Problems: Are you kidding?


Name: Hairless Dog from Hell
Profession: Blogger
Description: Gets the most hits on eHarmony.
Problems: Do I really need to comment?


Name: Bow Wow Cool
Profession: Has-Been Celebrity
Description: Born into wealth and power, BW relinquished his title to run away with a band of gypsies. He eventually ended up in Liverpool and joined a group of beetnik musicians. A major record label heard his one hit wonder song entitled,"Nudists in My Vineyard". He has been a has-been celebrity ever since. However, he was recently contacted to join the cast of "Survivor -- Has-Been Celebrity Edition". His picture is the cover of his one hit wonder record.
Problems: I could never get "Nudists in My Vineyard" out of my head.


Name: Scooby Doo
Profession: In the Field of Paranormal Exploration
Description: He lives with a hippie that from the looks of things smokes a lot of pot and eats too much. He lives in a whacked out VW bus. His line of work is ghost hunting and paranormal research. As far as I can tell, they don't pay him for this so I would have to sell home-made candles out of the VW bus for a living.
Problems: We could never have any intense discussions because I can't understand a word he says. Let's be honest, I would be with him for his good looks. Monsters and haunted houses are not a conducive environment for the puppies.


Name: Aunt Sassy
Profession: Bit Part Actor
Description: Had a small part on "The Exorcist".
Problems: He would be good to have around for our Halloween parties but I'm afraid he would scare the crap out of everyone all the other days of the year.


Name: Christoph
Profession: Male Stripper
Description: He can afford to buy me nice things but he is a stripper in Reno. He is currently employed at an "Under the Sea" themed casino/buffet as the dinner show entertainment billed as Lulu the Sea Nymph.
Problems: He is a stripper in Reno. He is currently employed at an "Under the Sea" themed casino/buffet as the dinner show entertainment billed as Lulu the Sea Nymph.


Name: Brad Pitt
Profession: Actor
Description: He can afford to buy me nice things and he doesn't mind adopting other peoples children.
Problems: There is a 99.9% chance he would leave me for another woman in about 5 Hollywood years which to actors is like 50 years in real life.

Bottom line, the picks are dismal so I've pretty much given up on finding Mr.Right. Well, at least finding Mr. Right through online dating services.

3 comments:

Mucky-Muck Maren said...

I think you should give Arnie another try. I bet he misses you and has realized the error of his ways.

The G-Funk! said...

I vote for Stuntman Bob.
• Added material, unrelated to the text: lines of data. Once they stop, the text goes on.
//! Delay timer manager.
//!
//! One logical slot per [`TimerKind`]. Scheduling a kind cancels whatever was
//! pending in that slot, and every schedule hands out a fresh [`TimerToken`].
//! A firing timer must [`claim`](DelayTimers::claim) its token before acting;
//! a token that is no longer in its slot is stale, so only the most recently
//! scheduled instance of a kind can ever take effect, even if an older task
//! woke up just before it was aborted.
//!
//! Timers run as detached Tokio tasks. They never keep the runtime alive and
//! are aborted when the manager is dropped.

use serde::{Deserialize, Serialize};
use std::fmt;
use std::time::Duration;
use tokio::runtime::Handle;
use tokio::task::JoinHandle;
use tokio::time::Instant;
use tracing::debug;

/// Deadline used when `now + delay` does not fit in an `Instant`.
const FAR_FUTURE: Duration = Duration::from_secs(86_400 * 365 * 30);

/// The two delayed transitions the panel schedules.
#[derive(Clone, Copy, Debug, PartialEq, Eq, Hash, Serialize, Deserialize)]
#[serde(rename_all = "snake_case")]
pub enum TimerKind {
    /// Grace period between an away-arm request and being armed away.
    ArmDelay,
    /// Grace period between a trip and the alarm sounding.
    AlarmDelay,
}

impl fmt::Display for TimerKind {
    fn fmt(&self, f: &mut fmt::Formatter<'_>) -> fmt::Result {
        match self {
            Self::ArmDelay => f.write_str("arm_delay"),
            Self::AlarmDelay => f.write_str("alarm_delay"),
        }
    }
}

/// What a timer asserts if it is still current when it fires.
#[derive(Clone, Copy, Debug, PartialEq, Eq, Serialize, Deserialize)]
#[serde(rename_all = "snake_case")]
pub enum DueState {
    ArmedAway,
    Alarming,
}

/// Identifies one scheduled instance of a timer kind.
#[derive(Clone, Copy, Debug, PartialEq, Eq, Hash)]
pub struct TimerToken {
    pub kind: TimerKind,
    generation: u64,
}

struct PendingTimer {
    token: TimerToken,
    due: DueState,
    deadline: Instant,
    handle: JoinHandle<()>,
}

/// Per-kind timer slots.
pub struct DelayTimers {
    runtime: Handle,
    arm_delay: Option<PendingTimer>,
    alarm_delay: Option<PendingTimer>,
    next_generation: u64,
}

impl DelayTimers {
    pub fn new(runtime: Handle) -> Self {
        Self {
            runtime,
            arm_delay: None,
            alarm_delay: None,
            next_generation: 0,
        }
    }

    fn slot(&self, kind: TimerKind) -> &Option<PendingTimer> {
        match kind {
            TimerKind::ArmDelay => &self.arm_delay,
            TimerKind::AlarmDelay => &self.alarm_delay,
        }
    }

    fn slot_mut(&mut self, kind: TimerKind) -> &mut Option<PendingTimer> {
        match kind {
            TimerKind::ArmDelay => &mut self.arm_delay,
            TimerKind::AlarmDelay => &mut self.alarm_delay,
        }
    }

    /// Cancel any pending timer of `kind`, then start a new one.
    ///
    /// `on_fire` runs once on a runtime task after `delay`, unless the timer
    /// is cancelled or superseded first. It receives the token it must claim.
    pub fn schedule<F>(
        &mut self,
        kind: TimerKind,
        delay: Duration,
        due: DueState,
        on_fire: F,
    ) -> TimerToken
    where
        F: FnOnce(TimerToken) + Send + 'static,
    {
        if self.cancel(kind) {
            debug!(timer = %kind, "superseded pending timer");
        }

        self.next_generation += 1;
        let token = TimerToken {
            kind,
            generation: self.next_generation,
        };
        let now = Instant::now();
        let deadline = now
            .checked_add(delay)
            .unwrap_or_else(|| now + FAR_FUTURE);
        let handle = self.runtime.spawn(async move {
            tokio::time::sleep_until(deadline).await;
            on_fire(token);
        });

        *self.slot_mut(kind) = Some(PendingTimer {
            token,
            due,
            deadline,
            handle,
        });
        debug!(timer = %kind, delay_ms = delay.as_millis() as u64, "timer scheduled");
        token
    }

    /// Cancel the pending timer of `kind`. Returns whether one was pending.
    pub fn cancel(&mut self, kind: TimerKind) -> bool {
        match self.slot_mut(kind).take() {
            Some(pending) => {
                pending.handle.abort();
                debug!(timer = %kind, "timer cancelled");
                true
            }
            None => false,
        }
    }

    pub fn cancel_all(&mut self) {
        self.cancel(TimerKind::ArmDelay);
        self.cancel(TimerKind::AlarmDelay);
    }

    /// Consume the slot if `token` is still the current timer of its kind.
    ///
    /// Returns the due state to apply, or `None` when the token was
    /// cancelled or superseded.
    pub fn claim(&mut self, token: TimerToken) -> Option<DueState> {
        let slot = self.slot_mut(token.kind);
        if slot.as_ref().is_some_and(|pending| pending.token == token) {
            slot.take().map(|pending| pending.due)
        } else {
            None
        }
    }

    pub fn is_pending(&self, kind: TimerKind) -> bool {
        self.slot(kind).is_some()
    }

    /// Time left before the pending timer of `kind` fires.
    pub fn remaining(&self, kind: TimerKind) -> Option<Duration> {
        self.slot(kind)
            .as_ref()
            .map(|pending| pending.deadline.saturating_duration_since(Instant::now()))
    }
}

impl Drop for DelayTimers {
    fn drop(&mut self) {
        self.cancel_all();
    }
}

#[cfg(test)]
mod tests {
    use super::*;
    use tokio::sync::mpsc;

    fn timers() -> DelayTimers {
        DelayTimers::new(Handle::current())
    }

    #[tokio::test(start_paused = true)]
    async fn fires_once_after_delay() {
        let mut timers = timers();
        let (tx, mut rx) = mpsc::unbounded_channel();

        let token = timers.schedule(
            TimerKind::ArmDelay,
            Duration::from_secs(30),
            DueState::ArmedAway,
            move |token| {
                let _ = tx.send(token);
            },
        );
        assert!(timers.is_pending(TimerKind::ArmDelay));

        tokio::time::sleep(Duration::from_secs(29)).await;
        assert!(rx.try_recv().is_err());

        tokio::time::sleep(Duration::from_secs(2)).await;
        let fired = rx.recv().await.unwrap();
        assert_eq!(fired, token);
        assert_eq!(timers.claim(fired), Some(DueState::ArmedAway));
        assert!(!timers.is_pending(TimerKind::ArmDelay));
        assert_eq!(timers.claim(fired), None);
    }

    #[tokio::test(start_paused = true)]
    async fn cancel_prevents_firing_and_is_idempotent() {
        let mut timers = timers();
        let (tx, mut rx) = mpsc::unbounded_channel::<TimerToken>();

        timers.schedule(
            TimerKind::AlarmDelay,
            Duration::from_secs(5),
            DueState::Alarming,
            move |token| {
                let _ = tx.send(token);
            },
        );
        assert!(timers.cancel(TimerKind::AlarmDelay));
        assert!(!timers.cancel(TimerKind::AlarmDelay));

        tokio::time::sleep(Duration::from_secs(10)).await;
        assert!(rx.recv().await.is_none());
    }

    #[tokio::test(start_paused = true)]
    async fn rescheduling_keeps_only_newest() {
        let mut timers = timers();
        let (tx, mut rx) = mpsc::unbounded_channel();
        let tx2 = tx.clone();

        let first = timers.schedule(
            TimerKind::ArmDelay,
            Duration::from_secs(30),
            DueState::ArmedAway,
            move |token| {
                let _ = tx.send(token);
            },
        );
        tokio::time::sleep(Duration::from_secs(10)).await;
        let second = timers.schedule(
            TimerKind::ArmDelay,
            Duration::from_secs(30),
            DueState::ArmedAway,
            move |token| {
                let _ = tx2.send(token);
            },
        );

        // A late wake-up of the first instance cannot claim the slot.
        assert_eq!(timers.claim(first), None);

        tokio::time::sleep(Duration::from_secs(25)).await;
        assert!(rx.try_recv().is_err());

        let fired = rx.recv().await.unwrap();
        assert_eq!(fired, second);
        assert_eq!(timers.claim(fired), Some(DueState::ArmedAway));
    }

    #[tokio::test(start_paused = true)]
    async fn kinds_are_independent() {
        let mut timers = timers();
        timers.schedule(
            TimerKind::ArmDelay,
            Duration::from_secs(30),
            DueState::ArmedAway,
            |_| {},
        );
        timers.schedule(
            TimerKind::AlarmDelay,
            Duration::from_secs(10),
            DueState::Alarming,
            |_| {},
        );

        timers.cancel(TimerKind::AlarmDelay);
        assert!(timers.is_pending(TimerKind::ArmDelay));
        assert_eq!(
            timers.remaining(TimerKind::ArmDelay),
            Some(Duration::from_secs(30))
        );
        assert_eq!(timers.remaining(TimerKind::AlarmDelay), None);

        timers.cancel_all();
        assert!(!timers.is_pending(TimerKind::ArmDelay));
    }

    #[tokio::test(start_paused = true)]
    async fn oversized_delay_is_clamped_instead_of_panicking() {
        let mut timers = timers();
        timers.schedule(
            TimerKind::AlarmDelay,
            Duration::MAX,
            DueState::Alarming,
            |_| {},
        );

        assert!(timers.is_pending(TimerKind::AlarmDelay));
        assert!(timers.remaining(TimerKind::AlarmDelay) <= Some(FAR_FUTURE));
    }
}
It could be a classic story of how both of you got over stereotypes and were able to love each other for the inner beauty. Plus, maybe if we put Stuntman Bob on a diet we may be able to afford letting him live at our house once you're back. You might fight like cats and dogs, but I am good at dispute resolution so I don't think this will be much of a problem.

My other recommendation would be to pick the underwater dive dog. He's an environmentalist and while you do have conflicting views, this would really make Jake mad and it would be a great way to buck Jake's authority. Basically, you'd be rebelling from everything he taught you. That's not a bad thing, because you are obviously a dog that can think for yourself and doesn't need your parents to tell you what to do.

Jake said...

I'm afraid that Traci has misunderstood you, Riley. I know, I know . . . it's happened before. She seems to think it is I that have been teaching you about my conservative views. But, you and I know the truth.

You are the mother of puganomics, not me. I guess it's a common burden of a genius to be misunderstood and have those closest to them steal the credit for their inspiration.

But me, I give credit where credit is due. Riley, you are a genius!